▶ _Work required_:
Nothing but an exact copy is wanted here: the line with "use actix_web::cookie::Cookie;" and all the lines that follow it in the entries below.

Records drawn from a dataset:
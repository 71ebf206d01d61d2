//! Test helpers for inbound HTTP components.

use actix_web::cookie::Cookie;
use actix_web::dev::ServiceResponse;

pub use crate::test_support::test_session_middleware;

/// The `session` cookie set by `res`, if any.
pub fn session_cookie<B>(res: &ServiceResponse<B>) -> Option<Cookie<'static>> {
    res.response()
        .cookies()
        .find(|cookie| cookie.name() == "session")
        .map(Cookie::into_owned)
}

▶ _Task result_:
use actix_web::cookie::Cookie;
use actix_web::dev::ServiceResponse;

pub use crate::test_support::test_session_middleware;

/// The `session` cookie set by `res`, if any.
pub fn session_cookie<B>(res: &ServiceResponse<B>) -> Option<Cookie<'static>> {
    res.response()
        .cookies()
        .find(|cookie| cookie.name() == "session")
        .map(Cookie::into_owned)
}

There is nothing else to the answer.